ダイムラー・クライスラー(現:ダイムラー)100%出資の子会社「smart」は、2003年にW450型「スマート・フォーツー」をベースとしたスポーツカー「スマート・ロードスター」および「スマート・ロードスタークーペ」を発売しました。前者が電動ソフトトップが備わるセミオープンモデル、後者がフィクスドヘッドボディのクーペで、いずれもフォーツーの基本コンポーネンツが流用されました。
長く低いフォルム
車体の構造は、フォーツー同様「トリディオンセーフティセル」と呼ばれる高剛性フレームと樹脂製ボディパネルの組み合わせでした。
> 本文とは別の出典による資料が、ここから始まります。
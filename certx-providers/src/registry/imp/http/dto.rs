use serde::{Deserialize, Serialize};

use crate::{
    common_models::{certificate::CertificateStatus, user::UserRole},
    registry::model::{VerificationSource, VerifiedStatus},
};

#[derive(Debug, Deserialize)]
#[serde(rename_all = "camelCase")]
pub struct CertificateDTO {
    #[serde(alias = "_id")]
    pub id: String,
    pub doc_hash: String,
    pub holder_name: String,
    pub degree: Option<String>,
    pub credential_type_id: Option<String>,
    pub holder_id: Option<String>,
    pub uploader_id: Option<String>,
    pub issued_date: Option<String>,
    pub certx_issued_date: Option<String>,
    pub expiration_date: Option<String>,
    pub revoked_at: Option<String>,
    pub status: CertificateStatus,
    pub rejection_reason: Option<String>,
    #[serde(default)]
    pub allow_reupload: bool,
    pub reupload_note: Option<String>,
    pub reuploaded_from: Option<String>,
    pub validity_option_id: Option<String>,
}

#[derive(Debug, Serialize)]
#[serde(rename_all = "camelCase")]
pub struct FileDTO {
    pub file_name: String,
    pub content_type: String,
    /// Base64 of the file bytes.
    pub content: String,
}

#[derive(Debug, Serialize)]
#[serde(rename_all = "camelCase")]
pub struct UploadCertificateRequestDTO {
    pub file: FileDTO,
    pub holder_name: String,
    #[serde(skip_serializing_if = "Option::is_none")]
    pub degree: Option<String>,
    #[serde(skip_serializing_if = "Option::is_none")]
    pub credential_type_id: Option<String>,
    #[serde(skip_serializing_if = "Option::is_none")]
    pub issued_date: Option<String>,
}

#[derive(Debug, Deserialize)]
#[serde(rename_all = "camelCase")]
pub struct UploadedCertificateDTO {
    #[serde(alias = "_id")]
    pub id: String,
    pub doc_hash: String,
    pub status: CertificateStatus,
}

#[derive(Debug, Serialize)]
#[serde(rename_all = "camelCase")]
pub struct IssueCertificateRequestDTO {
    pub file: FileDTO,
    pub holder_name: String,
    #[serde(skip_serializing_if = "Option::is_none")]
    pub degree: Option<String>,
    #[serde(skip_serializing_if = "Option::is_none")]
    pub credential_type_id: Option<String>,
    pub issued_date: String,
    pub expiration_date: Option<String>,
    pub validity_option_id: Option<String>,
    #[serde(skip_serializing_if = "Option::is_none")]
    pub recipient_user_id: Option<String>,
}

#[derive(Debug, Deserialize)]
#[serde(rename_all = "camelCase")]
pub struct IssuedCertificateDTO {
    pub hash: String,
    pub verify_url: Option<String>,
    pub qr_payload: Option<String>,
}

/// `expirationDate: null` clears a previous expiration.
#[derive(Debug, Serialize)]
#[serde(rename_all = "camelCase")]
pub struct ExpirationUpdateDTO {
    pub issued_date: String,
    pub expiration_date: Option<String>,
    pub validity_option_id: Option<String>,
}

#[derive(Debug, Serialize)]
#[serde(rename_all = "camelCase")]
pub struct RejectRequestDTO<'a> {
    pub reason: &'a str,
    pub allow_reupload: bool,
}

#[derive(Debug, Serialize)]
#[serde(rename_all = "camelCase")]
pub struct ReuploadRequestDTO {
    #[serde(skip_serializing_if = "Option::is_none")]
    pub file: Option<FileDTO>,
    pub use_original_file: bool,
    pub note: String,
    pub holder_name: String,
    #[serde(skip_serializing_if = "Option::is_none")]
    pub degree: Option<String>,
    #[serde(skip_serializing_if = "Option::is_none")]
    pub credential_type_id: Option<String>,
    pub issued_date: String,
}

#[derive(Debug, Serialize)]
#[serde(rename_all = "camelCase")]
pub struct TransferRequestDTO {
    pub new_user_id: String,
    pub note: String,
    #[serde(skip_serializing_if = "Option::is_none")]
    pub display_name_override: Option<String>,
}

fn default_true() -> bool {
    true
}

#[derive(Debug, Deserialize)]
#[serde(rename_all = "camelCase")]
pub struct AckDTO {
    #[serde(default = "default_true")]
    pub ok: bool,
    pub message: Option<String>,
    pub status: Option<CertificateStatus>,
}

#[derive(Debug, Deserialize)]
#[serde(rename_all = "camelCase")]
pub struct VerificationDTO {
    pub status: VerifiedStatus,
    #[serde(rename = "metadataURI", alias = "metadataUri")]
    pub metadata_uri: Option<String>,
    pub source: Option<VerificationSource>,
    pub certificate: Option<VerifiedCertificateDTO>,
}

#[derive(Debug, Deserialize)]
#[serde(rename_all = "camelCase")]
pub struct VerifiedCertificateDTO {
    pub holder_name: String,
    pub degree: Option<String>,
    pub credential_type_id: Option<String>,
    pub issued_date: Option<String>,
    pub expiration_date: Option<String>,
}

#[derive(Debug, Deserialize)]
#[serde(rename_all = "camelCase")]
pub struct CertificatePageDTO {
    pub items: Vec<CertificateDTO>,
    pub pagination: PaginationDTO,
}

#[derive(Debug, Deserialize)]
#[serde(rename_all = "camelCase")]
pub struct PaginationDTO {
    pub page: u32,
    pub limit: u32,
    pub total: u64,
    pub total_pages: u32,
}

#[derive(Debug, Serialize, Deserialize)]
#[serde(rename_all = "camelCase")]
pub struct CredentialTypeDTO {
    pub id: String,
    pub name: String,
    #[serde(default)]
    pub is_permanent: bool,
}

#[derive(Debug, Serialize)]
#[serde(rename_all = "camelCase")]
pub struct UpdateCredentialTypeDTO {
    #[serde(skip_serializing_if = "Option::is_none")]
    pub name: Option<String>,
    #[serde(skip_serializing_if = "Option::is_none")]
    pub is_permanent: Option<bool>,
}

#[derive(Debug, Deserialize)]
#[serde(rename_all = "camelCase")]
pub struct ValidityOptionDTO {
    pub id: String,
    pub credential_type_id: String,
    pub period_months: Option<u32>,
    pub period_days: Option<u32>,
    pub note: Option<String>,
}

#[derive(Debug, Serialize)]
#[serde(rename_all = "camelCase")]
pub struct CreateValidityOptionDTO {
    pub credential_type_id: String,
    pub period_months: Option<u32>,
    pub period_days: Option<u32>,
    #[serde(skip_serializing_if = "Option::is_none")]
    pub note: Option<String>,
}

#[derive(Debug, Serialize)]
#[serde(rename_all = "camelCase")]
pub struct UpdateValidityOptionDTO {
    /// Both period fields are sent together so the previous one gets cleared.
    #[serde(skip_serializing_if = "Option::is_none")]
    pub period_months: Option<Option<u32>>,
    #[serde(skip_serializing_if = "Option::is_none")]
    pub period_days: Option<Option<u32>>,
    #[serde(skip_serializing_if = "Option::is_none")]
    pub note: Option<Option<String>>,
}

#[derive(Debug, Deserialize)]
#[serde(rename_all = "camelCase")]
pub struct UserDTO {
    #[serde(alias = "_id")]
    pub id: String,
    pub email: String,
    pub name: String,
    pub address: Option<String>,
    pub role: UserRole,
    #[serde(default = "default_true")]
    pub enabled: bool,
}

#[derive(Debug, Serialize)]
#[serde(rename_all = "camelCase")]
pub struct CreateUserDTO {
    pub email: String,
    pub name: String,
    pub address: Option<String>,
    pub role: UserRole,
}

#[derive(Debug, Serialize)]
#[serde(rename_all = "camelCase")]
pub struct UpdateUserDTO {
    #[serde(skip_serializing_if = "Option::is_none")]
    pub name: Option<String>,
    #[serde(skip_serializing_if = "Option::is_none")]
    pub address: Option<Option<String>>,
    #[serde(skip_serializing_if = "Option::is_none")]
    pub role: Option<UserRole>,
    #[serde(skip_serializing_if = "Option::is_none")]
    pub enabled: Option<bool>,
}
スタイリングは背の高いワンモーションフォルムを持つフォーツーとは対照的に、低く構えたスポーツカー然としたフォルムが採用されました。ボディサイズは全長3,427mm×全幅1,615mm×全高1,207mmで、フォーツーよりも遥かに長く低いディメンションでした。
また、ホイールベースも500mm以上長い2,360mmに設定されていました。車両重量はロードスターが790kg、ロードスタークーペが815kgで、いずれもフォーツーからは増加していたものの、絶対的には依然として軽量でした。駆動方式はRRを踏襲し、リアに搭載されるエンジンは0.7L直3SOHCターボのチューンナップ版(最高出力82ps/5,250rpm・最大トルク11.2kgm/2,250rpm)が採用されました。
トランスミションはフォーツー同様、「ソフタッチ」と呼ばれるシングルクラッチ式6速AMT(2ペダルMT)が組み合わせられ、最高速度175km/h(ロードスター)・180km/h(クーペ)、0-100km/h加速10.9sの性能を発揮しました。サスペンション形式は、フォーツー同様のフロント:ストラット式/リア:ド・ディオン式が踏襲され、ブレーキも同様にフロントにディスク式、リアにドラム式が採用されました。
高性能版のブラバスを追加
タイヤは前後で異なるフォーツーに対し前後共通のサイズで、ロードスターには185/55R15が、ロードスタークーペには205/45R16が装着されました。その後2004年に、専用の内外装や強化された足回りなどが備わるボディに、0.7Lターボエンジンを最高出力101ps/5,600rpm・最大トルク13.3kgm/2,500-5,300rpmまでチューンナップして搭載する「BRABUS(ブラバス)」がリリースされました。
そして2006年をもって全車生産を終了、2代目以降には本車のようなスポーツモデルは設定されなかったため、1代限りの希少な存在となりました。日本市場においては、2003年9月にロードスター/ロードスタークーペが同時に上陸を果たしました。いずれもフォーツー同様、右ハンドル仕様のみの設定でした。
次いで2004年6月、BRABUSおよびクーペBRABUSが台数限定で導入されました。続いて2005年3月には、標準モデルをベースに仕様向上を図った特別仕様車「リミテッド」が設定されました。